The Skeletal System Takes Over the Master Role

Photo by Danielle MacInnes on Unsplash

Does “Rotation in Joints (Separate but at the Same Time)” apply to other types of joints, like, as a less intuitively understandable case, the spine?

The spine is not one single piece but “consists of 24 articulating vertebrae, and 9 fused vertebrae in the sacrum and the coccyx” (refer to http://en.wikipedia.org/wiki/Human_vertebral_column). The gap between any two adjacent vertebrae is bridged by an intervertebral disc. “Each disc forms a cartilaginous joint to allow slight movement of the vertebrae, and acts as a ligament to hold the vertebrae together.” (Refer to http://en.wikipedia.org/wiki/Intervertebral_disc.) In a broad understanding (excuse me for my poor knowledge in anatomy), the cartilaginous joints (probably except those within the sacrum and the coccyx, the latter being commonly known as the tailbone) could be viewed as joints in the ordinary sense.

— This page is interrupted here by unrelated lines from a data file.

//! Account command handler: the ledger's in-process API surface.
//!
//! | Operation | Effect |
//! |---|---|
//! | `create_account(id, owner)` | appends `AccountCreated` |
//! | `deposit(id, amount)` | appends `MoneyDeposited` |
//! | `withdraw(id, amount)` | appends `MoneyWithdrawn` or rejects |
//! | `project(id)` | returns the replayed `{owner, balance}` view |

use std::sync::Arc;

use ledger_accounts::{Account, AccountCommand, AccountEvent, AccountId, AccountPolicy, AccountProjection};
use ledger_events::{EventBus, EventEnvelope, InMemoryEventBus};

use crate::command_dispatcher::{CommandDispatcher, CommandError};
use crate::config::LedgerConfig;
use crate::event_store::{EventStore, InMemoryEventStore, StoredEvent};

/// In-memory store shared between the handler and readers.
pub type InMemoryAccountStore = Arc<InMemoryEventStore<AccountEvent>>;
/// In-memory bus carrying committed account envelopes.
pub type InMemoryAccountBus = Arc<InMemoryEventBus<EventEnvelope<AccountEvent>>>;

/// Drives account commands through the dispatcher with the configured policy.
///
/// The store is injected, never global; callers keep their own handle to it
/// (e.g. an `Arc`) to read streams directly.
#[derive(Debug)]
pub struct AccountCommandHandler<S, B> {
    dispatcher: CommandDispatcher<S, B>,
    policy: AccountPolicy,
}

impl<S, B> AccountCommandHandler<S, B> {
    pub fn new(store: S, bus: B) -> Self {
        Self::with_config(store, bus, LedgerConfig::default())
    }

    pub fn with_config(store: S, bus: B, config: LedgerConfig) -> Self {
        Self {
            dispatcher: CommandDispatcher::with_concurrency(store, bus, config.concurrency),
            policy: config.policy,
        }
    }

    pub fn store(&self) -> &S {
        self.dispatcher.store()
    }

    pub fn bus(&self) -> &B {
        self.dispatcher.bus()
    }

    pub fn config(&self) -> LedgerConfig {
        LedgerConfig {
            policy: self.policy,
            concurrency: self.dispatcher.concurrency(),
        }
    }
}

impl AccountCommandHandler<InMemoryAccountStore, InMemoryAccountBus> {
    /// Handler over a fresh in-memory store and bus.
    pub fn in_memory(config: LedgerConfig) -> Self {
        Self::with_config(
            Arc::new(InMemoryEventStore::new()),
            Arc::new(InMemoryEventBus::new()),
            config,
        )
    }
}

impl<S, B> AccountCommandHandler<S, B>
where
    S: EventStore<AccountEvent>,
    B: EventBus<EventEnvelope<AccountEvent>>,
{
    #[tracing::instrument(skip_all, fields(account_id = %id))]
    pub fn create_account(
        &self,
        id: &AccountId,
        owner: impl Into<String>,
    ) -> Result<StoredEvent<AccountEvent>, CommandError> {
        self.execute(AccountCommand::create(id.clone(), owner))
    }

    #[tracing::instrument(skip_all, fields(account_id = %id, amount = amount))]
    pub fn deposit(&self, id: &AccountId, amount: i64) -> Result<StoredEvent<AccountEvent>, CommandError> {
        self.execute(AccountCommand::deposit(id.clone(), amount))
    }

    #[tracing::instrument(skip_all, fields(account_id = %id, amount = amount))]
    pub fn withdraw(&self, id: &AccountId, amount: i64) -> Result<StoredEvent<AccountEvent>, CommandError> {
        self.execute(AccountCommand::withdraw(id.clone(), amount))
    }

    /// Run any account command; every account command commits exactly one event.
    pub fn execute(&self, command: AccountCommand) -> Result<StoredEvent<AccountEvent>, CommandError> {
        let name = command.name();
        let policy = self.policy;
        let committed = self
            .dispatcher
            .dispatch(command, |id| Account::with_policy(AccountId::new(id.clone()), policy))?;

        committed.into_iter().next().ok_or_else(|| {
            CommandError::InvariantViolation(format!("{name} committed no events"))
        })
    }

    /// Replay the account's stream into its read view.
    ///
    /// With `require_existing`, an id with no creation event is
    /// `UnknownAggregate`; otherwise it projects as `{owner: None, balance: 0}`.
    #[tracing::instrument(skip_all, fields(account_id = %id))]
    pub fn project(&self, id: &AccountId) -> Result<AccountProjection, CommandError> {
        let policy = self.policy;
        let account = self
            .dispatcher
            .load(id.as_aggregate_id(), |aggregate_id| {
                Account::with_policy(AccountId::new(aggregate_id.clone()), policy)
            })?;

        if policy.require_existing && !account.is_created() {
            return Err(CommandError::UnknownAggregate(id.to_string()));
        }

        Ok(account.projection())
    }

    /// Raw stream for an account, in append order.
    pub fn history(&self, id: &AccountId) -> Vec<StoredEvent<AccountEvent>> {
        self.store().read(id.as_aggregate_id())
    }
}
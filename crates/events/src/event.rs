use chrono::{DateTime, Utc};

use ledger_core::AggregateId;

/// A domain event.
///
/// Events are:
/// - **immutable** (treat them as facts)
/// - scoped to exactly one aggregate stream
/// - designed to be **append-only**
pub trait Event: Clone + core::fmt::Debug + Send + Sync + 'static {
    /// Stable event name/type identifier (e.g. "accounts.account.created").
    fn event_type(&self) -> &'static str;

    /// Schema version for this event type.
    fn version(&self) -> u32;

    /// When the event occurred (business time). Provenance only.
    fn occurred_at(&self) -> DateTime<Utc>;

    /// The stream this event belongs to.
    fn aggregate_id(&self) -> &AggregateId;
}
//! Aggregate root traits and the shared replay fold for event-sourced models.

use crate::error::{DomainError, DomainResult};

/// Aggregate root marker + minimal interface.
pub trait AggregateRoot {
    /// Strongly-typed aggregate identifier.
    type Id: Clone + Eq + core::hash::Hash + core::fmt::Debug;

    /// Returns the aggregate identifier.
    fn id(&self) -> &Self::Id;

    /// Number of events applied to this instance.
    ///
    /// Equals the stream revision the state was rebuilt from.
    fn version(&self) -> u64;
}

/// Optimistic concurrency expectation for a stream.
#[derive(Debug, Copy, Clone, PartialEq, Eq)]
pub enum ExpectedVersion {
    /// Skip version checking.
    Any,
    /// Require the stream to hold no events yet.
    NoStream,
    /// Require the stream to be at an exact version.
    Exact(u64),
}

impl ExpectedVersion {
    pub fn matches(self, actual: u64) -> bool {
        match self {
            ExpectedVersion::Any => true,
            ExpectedVersion::NoStream => actual == 0,
            ExpectedVersion::Exact(v) => v == actual,
        }
    }

    pub fn check(self, actual: u64) -> DomainResult<()> {
        if self.matches(actual) {
            Ok(())
        } else {
            Err(DomainError::conflict(format!(
                "optimistic concurrency check failed (expected: {self:?}, actual: {actual})"
            )))
        }
    }
}

/// Aggregate execution semantics (pure, deterministic).
///
/// - **Decision logic**: `handle(&self, cmd)` returns events.
/// - **State mutation**: `apply(&mut self, event)` evolves state.
///
/// Aggregates must not perform IO or side effects. They only return events
/// describing what happened.
pub trait Aggregate: AggregateRoot {
    type Command: Clone + core::fmt::Debug;
    type Event: Clone + core::fmt::Debug;
    type Error: core::fmt::Debug;

    /// Evolve in-memory state from a single event.
    ///
    /// Must be deterministic and bump `version()` by exactly one.
    fn apply(&mut self, event: &Self::Event);

    /// Decide which events to emit given the current state and a command.
    ///
    /// This must not mutate state. State evolution is done through `apply`.
    fn handle(&self, command: &Self::Command) -> Result<Vec<Self::Event>, Self::Error>;
}

/// Fold an ordered event sequence into `aggregate`.
///
/// This is the only reconstruction routine: command handling and read-side
/// projection both go through it, so they can never disagree about state.
pub fn replay<'a, A, I>(mut aggregate: A, events: I) -> A
where
    A: Aggregate,
    A::Event: 'a,
    I: IntoIterator<Item = &'a A::Event>,
{
    for event in events {
        aggregate.apply(event);
    }
    aggregate
}
//! Command execution pipeline (application-level orchestration).
//!
//! One command cycle, for any event-sourced aggregate:
//!
//! ```text
//! Command
//!   ↓
//! 1. Load the aggregate's stream from the store
//!   ↓
//! 2. Rehydrate (shared replay fold over the history)
//!   ↓
//! 3. Handle command (pure decision logic, produces events or rejects)
//!   ↓
//! 4. Append with ExpectedVersion::Exact(loaded version)
//!   ↓
//! 5. Publish committed envelopes to the bus
//! ```
//!
//! A rejected command stops at step 3 and nothing is appended. Under
//! [`ConcurrencyControl::Serialized`] steps 1–5 run under the aggregate's
//! stream lock; under `Optimistic` a racing writer makes step 4 fail with
//! [`CommandError::ConcurrentModification`]. Errors are never retried here.
//!
//! The dispatcher keeps no aggregate state between calls; every command
//! re-derives state from the store.

use thiserror::Error;

use ledger_core::{Aggregate, AggregateId, AggregateRoot, DomainError, ExpectedVersion};
use ledger_events::{Command, Event, EventBus, EventEnvelope};

use crate::config::ConcurrencyControl;
use crate::event_store::{EventStore, EventStoreError, StoredEvent};
use crate::locks::StreamLocks;

/// Caller-facing command failure.
///
/// Every variant means the store was left unchanged.
#[derive(Debug, Error, Clone, PartialEq, Eq)]
pub enum CommandError {
    #[error("insufficient balance: balance {balance}, requested {requested}")]
    InsufficientBalance { balance: i64, requested: i64 },

    #[error("invalid amount: {0} (must be positive)")]
    InvalidAmount(i64),

    #[error("unknown aggregate: {0}")]
    UnknownAggregate(String),

    #[error("aggregate already exists: {0}")]
    AlreadyExists(String),

    /// Another writer appended between our read and our append.
    #[error("concurrent modification: {0}")]
    ConcurrentModification(String),

    #[error("validation failed: {0}")]
    Validation(String),

    #[error("invariant violated: {0}")]
    InvariantViolation(String),

    #[error("event store error: {0}")]
    Store(EventStoreError),
}

impl From<DomainError> for CommandError {
    fn from(value: DomainError) -> Self {
        match value {
            DomainError::InvalidAmount(amount) => CommandError::InvalidAmount(amount),
            DomainError::InsufficientBalance { balance, requested } => {
                CommandError::InsufficientBalance { balance, requested }
            }
            DomainError::AlreadyExists(id) => CommandError::AlreadyExists(id),
            DomainError::UnknownAggregate(id) => CommandError::UnknownAggregate(id),
            DomainError::Validation(msg) => CommandError::Validation(msg),
            DomainError::InvariantViolation(msg) => CommandError::InvariantViolation(msg),
            DomainError::Conflict(msg) => CommandError::ConcurrentModification(msg),
        }
    }
}

impl From<EventStoreError> for CommandError {
    fn from(value: EventStoreError) -> Self {
        if matches!(value, EventStoreError::Concurrency { .. }) {
            return CommandError::ConcurrentModification(value.to_string());
        }
        CommandError::Store(value)
    }
}

/// Reusable command execution engine for event-sourced aggregates.
///
/// Generic over the store `S` and bus `B`, so tests run against the
/// in-memory implementations and nothing in here performs IO itself.
#[derive(Debug)]
pub struct CommandDispatcher<S, B> {
    store: S,
    bus: B,
    concurrency: ConcurrencyControl,
    locks: StreamLocks,
}

impl<S, B> CommandDispatcher<S, B> {
    pub fn new(store: S, bus: B) -> Self {
        Self::with_concurrency(store, bus, ConcurrencyControl::default())
    }

    pub fn with_concurrency(store: S, bus: B, concurrency: ConcurrencyControl) -> Self {
        Self {
            store,
            bus,
            concurrency,
            locks: StreamLocks::new(),
        }
    }

    pub fn store(&self) -> &S {
        &self.store
    }

    pub fn bus(&self) -> &B {
        &self.bus
    }

    pub fn concurrency(&self) -> ConcurrencyControl {
        self.concurrency
    }

    /// Dispatch a command through the full pipeline.
    ///
    /// `make_aggregate` builds the empty aggregate that history is folded
    /// into; it is where callers inject per-aggregate policy.
    ///
    /// Returns the committed events (with sequence numbers). A command that
    /// decides no events commits nothing and returns an empty vector.
    pub fn dispatch<A>(
        &self,
        command: A::Command,
        make_aggregate: impl FnOnce(&AggregateId) -> A,
    ) -> Result<Vec<StoredEvent<A::Event>>, CommandError>
    where
        A: Aggregate<Error = DomainError>,
        A::Command: Command,
        A::Event: Event,
        S: EventStore<A::Event>,
        B: EventBus<EventEnvelope<A::Event>>,
    {
        let aggregate_id = command.target_aggregate_id().clone();

        match self.concurrency {
            // Publishing under the stream lock keeps envelopes for one id in
            // sequence order on the bus.
            ConcurrencyControl::Serialized => {
                self.locks
                    .with_lock(&aggregate_id, || -> Result<_, CommandError> {
                        let committed = self.run_cycle(&aggregate_id, &command, make_aggregate)?;
                        self.publish(&committed);
                        Ok(committed)
                    })
            }
            // Concurrent commits may reach the bus out of order; projections
            // hold back envelopes that arrive ahead of their cursor.
            ConcurrencyControl::Optimistic => {
                let committed = self.run_cycle(&aggregate_id, &command, make_aggregate)?;
                self.publish(&committed);
                Ok(committed)
            }
        }
    }

    /// Rebuild an aggregate from its stream without handling any command.
    pub fn load<A>(
        &self,
        aggregate_id: &AggregateId,
        make_aggregate: impl FnOnce(&AggregateId) -> A,
    ) -> Result<A, CommandError>
    where
        A: Aggregate,
        A::Event: Event,
        S: EventStore<A::Event>,
    {
        let history = self.store.read(aggregate_id);
        validate_loaded_stream(aggregate_id, &history)?;
        Ok(rehydrate(make_aggregate(aggregate_id), &history))
    }

    fn run_cycle<A>(
        &self,
        aggregate_id: &AggregateId,
        command: &A::Command,
        make_aggregate: impl FnOnce(&AggregateId) -> A,
    ) -> Result<Vec<StoredEvent<A::Event>>, CommandError>
    where
        A: Aggregate<Error = DomainError>,
        A::Event: Event,
        S: EventStore<A::Event>,
    {
        // 1) Load history
        let history = self.store.read(aggregate_id);
        validate_loaded_stream(aggregate_id, &history)?;
        let loaded_version = stream_version(&history);

        // 2) Rehydrate aggregate
        let aggregate = rehydrate(make_aggregate(aggregate_id), &history);

        // 3) Decide events (no mutation)
        let decided = aggregate.handle(command).map_err(|err| {
            tracing::info!(
                aggregate_id = %aggregate_id,
                version = aggregate.version(),
                error = %err,
                "command rejected"
            );
            CommandError::from(err)
        })?;
        if decided.is_empty() {
            return Ok(vec![]);
        }

        // 4) Persist (append-only, optimistic)
        let committed = self
            .store
            .append_expected(decided, ExpectedVersion::Exact(loaded_version))
            .inspect_err(|err| {
                tracing::info!(aggregate_id = %aggregate_id, error = %err, "append rejected");
            })?;

        tracing::debug!(
            aggregate_id = %aggregate_id,
            from_version = loaded_version,
            to_version = loaded_version + committed.len() as u64,
            events = committed.len(),
            "command committed"
        );

        Ok(committed)
    }

    /// Fan committed events out to subscribers.
    ///
    /// The append already succeeded and is authoritative, so a failed publish
    /// is logged rather than reported as a command failure; read models catch
    /// up through a rebuild.
    fn publish<E>(&self, committed: &[StoredEvent<E>])
    where
        E: Event,
        B: EventBus<EventEnvelope<E>>,
    {
        for stored in committed {
            if let Err(err) = self.bus.publish(stored.to_envelope()) {
                tracing::error!(
                    aggregate_id = %stored.aggregate_id,
                    sequence_number = stored.sequence_number,
                    error = ?err,
                    "event publication failed after append"
                );
            }
        }
    }
}

fn stream_version<E>(stream: &[StoredEvent<E>]) -> u64 {
    stream.last().map(|e| e.sequence_number).unwrap_or(0)
}

fn rehydrate<A>(aggregate: A, history: &[StoredEvent<A::Event>]) -> A
where
    A: Aggregate,
{
    ledger_core::replay(aggregate, history.iter().map(|stored| &stored.event))
}

/// Reject streams a buggy backend could return: foreign events, or positions
/// that are not exactly 1..=n in order.
fn validate_loaded_stream<E>(
    aggregate_id: &AggregateId,
    stream: &[StoredEvent<E>],
) -> Result<(), CommandError> {
    for (idx, e) in stream.iter().enumerate() {
        if &e.aggregate_id != aggregate_id {
            return Err(CommandError::Store(EventStoreError::CorruptStream(format!(
                "loaded stream contains wrong aggregate_id at index {idx}"
            ))));
        }
        let expected = idx as u64 + 1;
        if e.sequence_number != expected {
            return Err(CommandError::Store(EventStoreError::CorruptStream(format!(
                "expected sequence_number {expected}, found {}",
                e.sequence_number
            ))));
        }
    }
    Ok(())
}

Joints can expand; Idea can go to joints to cause them to rotate separately but at the same time.

In Wing Chun training, a learner is often instructed to keep upright, erect the spine. Instead of treating the spine as one long single piece and lifting it up by stretching it vertically straight, it is the “cartilaginous joints” expand on their own separately, composing and resulting in an overall spine rising upward.

It will become more visual when looking into the Darting Fingers Form-set (Biu Jee). In the last form, the upper body bends down along with the arms and then rises upright again, sending the arms upward and to draw sideway arcs downward for closing. In “bending down”, each “cartilaginous joint”, in its expansion mode, rotates forward separately but at the same time. In “rising upright”, each “cartilaginous joint”, still in expansion mode and already rotated forward, now rotates backward (appearing to be less forward) separately but at the same time.

Another example. There are considerable elbowing forms in Darting Fingers. In an elbowing movement to the left, for instance, each “cartilaginous joint” rotates separately but at the same time leftward. Although the rotations could only be just slight, the resulting movement of the spine appears to be a prominent “twist” giving out enormous spinning momentum.

If you can accept the above explanation, it won’t be difficult to imagine the same expansion-rotation operation occurred in all the other joints in the body. Say, the “articulating joints” connecting the rib bones to the thoracic vertebrae (enacted by radiate ligaments; refer to http://www.innerbody.com/image_skelfov/ligm30_new.html) readily expand and rotate (however slight) to involve the entire rib cage (the spine, ribs and sternum) in transmitting/contributing power to the elbowing movement. Yet another, say, the small joints up in the fingers and down in the toes.

Proposition #3: The skeletal system, activated with deliberate joint expansion and separate but simultaneous rotation in joints, takes over the master role from the relaxed muscular system on initiating every single movement of the body.